9.5 No Waiver. Lender shall be under no obligation to marshal any of the Collateral for the benefit of Borrower or any other Person, and Borrower expressly waives all rights, if any, to require Lender to marshal any Collateral.
9.6 Power of Attorney. Borrower hereby irrevocably authorizes Xxxxxx and any designee of Lender, in Borrower’s or Lender’s name, and hereby irrevocably appoints Lender and any designee of Lender, as Xxxxxxxx’s true and lawful attorney-in-fact (which appointment is coupled with an interest) with power (but not the duty), at Borrower’s expense, exercise, at any time and from time to time following the occurrence and during the continuation of an Event of Default, the power to do all acts and things which are necessary, in Xxxxxx’s sole discretion, to fulfill Borrower’s obligations under this Agreement.

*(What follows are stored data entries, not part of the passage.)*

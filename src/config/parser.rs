//! Combined command-line and YAML argument parsing

use clap::{Arg, ArgAction, Command};
use serde_yaml::Mapping;
use std::collections::HashSet;
use std::ffi::OsString;
use std::marker::PhantomData;
use std::path::PathBuf;

use super::defaults::{install_defaults, CONFIG_ARG_ID};
use super::groups::OptionGroups;
use super::loader::{extract_env_and_settings, value_to_text};
use crate::error::{ConfigError, Result};

const CONFIG_FLAG: &str = "--config";

/// Parsed groups plus whatever the groups did not consume.
#[derive(Debug)]
pub struct ParseOutput<G> {
    pub groups: G,
    /// Unknown command-line tokens, then unused config settings as
    /// `key: value` entries.
    pub remaining: Vec<String>,
}

/// Parses a tuple of option groups from command-line tokens and an optional
/// `--config <path>` YAML file.
///
/// Precedence is command line, then config file, then declared defaults.
pub struct ConfigParser<G> {
    name: String,
    ignore_extra_args: bool,
    _groups: PhantomData<G>,
}

impl<G: OptionGroups> ConfigParser<G> {
    pub fn new(name: impl Into<String>) -> Self {
        Self { name: name.into(), ignore_extra_args: false, _groups: PhantomData }
    }

    /// Tolerate config settings that no declared option consumes.
    pub fn ignore_extra_args(mut self, ignore: bool) -> Self {
        self.ignore_extra_args = ignore;
        self
    }

    /// The declared command before any config defaults are installed.
    pub fn command(&self) -> Command {
        let command = Command::new(self.name.clone()).no_binary_name(true).arg(
            Arg::new(CONFIG_ARG_ID)
                .long("config")
                .value_name("FILE")
                .action(ArgAction::Set)
                .help("YAML file whose settings become option defaults; its `env` block is exported"),
        );
        G::augment(command)
    }

    /// Parse the current process arguments (program name excluded).
    pub fn parse_env(&self) -> Result<G> {
        self.parse_args_and_config(std::env::args_os().skip(1))
    }

    /// Parse `args` into the declared groups. Every token must be understood.
    pub fn parse_args_and_config<I, T>(&self, args: I) -> Result<G>
    where
        I: IntoIterator<Item = T>,
        T: Into<OsString>,
    {
        self.parse_inner(args, false).map(|output| output.groups)
    }

    /// Like [`parse_args_and_config`](Self::parse_args_and_config), but unknown
    /// command-line tokens and (when extra args are ignored) unused config
    /// settings are returned instead of failing.
    pub fn parse_known_args_and_config<I, T>(&self, args: I) -> Result<ParseOutput<G>>
    where
        I: IntoIterator<Item = T>,
        T: Into<OsString>,
    {
        self.parse_inner(args, true)
    }

    fn parse_inner<I, T>(&self, args: I, keep_remaining: bool) -> Result<ParseOutput<G>>
    where
        I: IntoIterator<Item = T>,
        T: Into<OsString>,
    {
        let mut tokens: Vec<String> =
            args.into_iter().map(|arg| arg.into().to_string_lossy().into_owned()).collect();

        let settings = match take_config_flag(&mut tokens)? {
            Some(path) => extract_env_and_settings(&path)?,
            None => Mapping::new(),
        };

        let installed = install_defaults(self.command(), &settings);
        let command = installed.command;

        let (known, mut remaining) = if keep_remaining {
            split_known_tokens(&command, tokens)
        } else {
            (tokens, Vec::new())
        };

        let matches = command.try_get_matches_from(known)?;
        let mut groups = G::from_matches(&matches)?;
        groups.validate()?;
        groups.post_process();

        if !installed.unused.is_empty() {
            if !self.ignore_extra_args {
                let keys = installed.unused.into_iter().map(|(key, _)| key).collect();
                return Err(ConfigError::UnusedKeys { keys });
            }
            if keep_remaining {
                remaining.extend(
                    installed
                        .unused
                        .iter()
                        .map(|(key, value)| format!("{}: {}", key, value_to_text(value))),
                );
            } else {
                let keys: Vec<&str> = installed.unused.iter().map(|(key, _)| key.as_str()).collect();
                tracing::debug!("Ignoring unused config settings: {}", keys.join(", "));
            }
        }

        Ok(ParseOutput { groups, remaining })
    }
}

/// Remove `--config <path>` (or `--config=<path>`) from `tokens`, wherever it
/// appears, and return the path. The flag may appear at most once.
pub fn take_config_flag(tokens: &mut Vec<String>) -> Result<Option<PathBuf>> {
    let Some(index) = tokens.iter().position(|token| is_config_flag(token)) else {
        return Ok(None);
    };

    let flag = tokens.remove(index);
    let path = if let Some(path) = flag.strip_prefix("--config=") {
        if path.is_empty() {
            return Err(ConfigError::MissingConfigPath);
        }
        PathBuf::from(path)
    } else {
        if index >= tokens.len() {
            return Err(ConfigError::MissingConfigPath);
        }
        PathBuf::from(tokens.remove(index))
    };

    if tokens.iter().any(|token| is_config_flag(token)) {
        return Err(ConfigError::DuplicateConfigFlag);
    }
    Ok(Some(path))
}

fn is_config_flag(token: &str) -> bool {
    token == CONFIG_FLAG || token.starts_with("--config=")
}

/// Split tokens into those addressed to a declared option and the rest.
///
/// A value follows the flag before it; values before any flag, and
/// everything after `--`, are unknown.
pub fn split_known_tokens(command: &Command, tokens: Vec<String>) -> (Vec<String>, Vec<String>) {
    let mut longs: HashSet<String> =
        command.get_arguments().filter_map(|arg| arg.get_long()).map(str::to_string).collect();
    longs.insert("help".to_string());
    let mut shorts: HashSet<char> = command.get_arguments().filter_map(|arg| arg.get_short()).collect();
    shorts.insert('h');

    let mut known = Vec::new();
    let mut unknown = Vec::new();
    let mut to_known = false;
    let mut iter = tokens.into_iter();

    while let Some(token) = iter.next() {
        if token == "--" {
            unknown.push(token);
            unknown.extend(iter.by_ref());
            break;
        }

        if let Some(flag) = token.strip_prefix("--") {
            let name = flag.split('=').next().unwrap_or(flag);
            to_known = longs.contains(name);
        } else if is_short_flag(&token) {
            to_known = token.chars().nth(1).map(|c| shorts.contains(&c)).unwrap_or(false);
        }

        if to_known {
            known.push(token);
        } else {
            unknown.push(token);
        }
    }

    (known, unknown)
}

fn is_short_flag(token: &str) -> bool {
    token.len() > 1 && token.starts_with('-') && token.parse::<f64>().is_err()
}
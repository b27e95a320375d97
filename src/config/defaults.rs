//! Installing config settings as option defaults
//!
//! Settings from a YAML file become the defaults of the matching declared
//! options, so anything passed explicitly on the command line still wins.

use clap::{Arg, ArgAction, Command};
use serde_yaml::{Mapping, Value};
use std::collections::HashSet;

use super::loader::{key_to_text, value_to_text};

/// Id of the help-only `--config` argument. It is stripped before parsing and
/// never takes a default from the file.
pub(crate) const CONFIG_ARG_ID: &str = "config";

/// Result of [`install_defaults`].
#[derive(Debug)]
pub struct InstalledDefaults {
    /// The command with file settings installed as defaults.
    pub command: Command,
    /// Settings that matched no declared option, in file order.
    pub unused: Vec<(String, Value)>,
}

impl InstalledDefaults {
    pub fn unused_keys(&self) -> Vec<String> {
        self.unused.iter().map(|(key, _)| key.clone()).collect()
    }
}

/// Return `command` with every matching option defaulted from `settings` and
/// no longer required.
///
/// `settings` is left untouched; keys without a declared option are handed
/// back in [`InstalledDefaults::unused`].
pub fn install_defaults(command: Command, settings: &Mapping) -> InstalledDefaults {
    let multi_valued: HashSet<String> =
        command.get_arguments().filter(|arg| takes_many(arg)).map(|arg| arg.get_id().to_string()).collect();
    let declared: HashSet<String> = command
        .get_arguments()
        .map(|arg| arg.get_id().to_string())
        .filter(|id| id != CONFIG_ARG_ID)
        .collect();

    let mut command = command;
    let mut unused = Vec::new();
    let mut installed = 0usize;

    for (key, value) in settings {
        let name = key_to_text(key);
        if !declared.contains(&name) {
            unused.push((name, value.clone()));
            continue;
        }

        let defaults = default_values(value, multi_valued.contains(&name));
        command = command.mut_arg(&name, |arg| arg.required(false).default_values(defaults));
        installed += 1;
    }

    tracing::debug!("Installed {} config default(s), {} unused", installed, unused.len());
    InstalledDefaults { command, unused }
}

fn takes_many(arg: &Arg) -> bool {
    matches!(arg.get_action(), ArgAction::Append)
        || arg.get_num_args().map(|range| range.max_values() > 1).unwrap_or(false)
}

/// Text defaults for one setting. Null clears the default; a sequence fans
/// out into one value per element when the option accepts several.
fn default_values(value: &Value, multi_valued: bool) -> Vec<String> {
    match value {
        Value::Null => Vec::new(),
        Value::Sequence(items) if multi_valued => items.iter().map(value_to_text).collect(),
        Value::Tagged(tagged) => default_values(&tagged.value, multi_valued),
        other => vec![value_to_text(other)],
    }
}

9.7 Cumulative Remedies. The rights, powers and remedies of Lender hereunder shall be in addition to all rights, powers and remedies given by statute or rule of law and are cumulative. The exercise of any one or more of the rights, powers and remedies provided herein shall not be construed as a waiver of or election of remedies with respect to any other rights, powers and remedies of Lender.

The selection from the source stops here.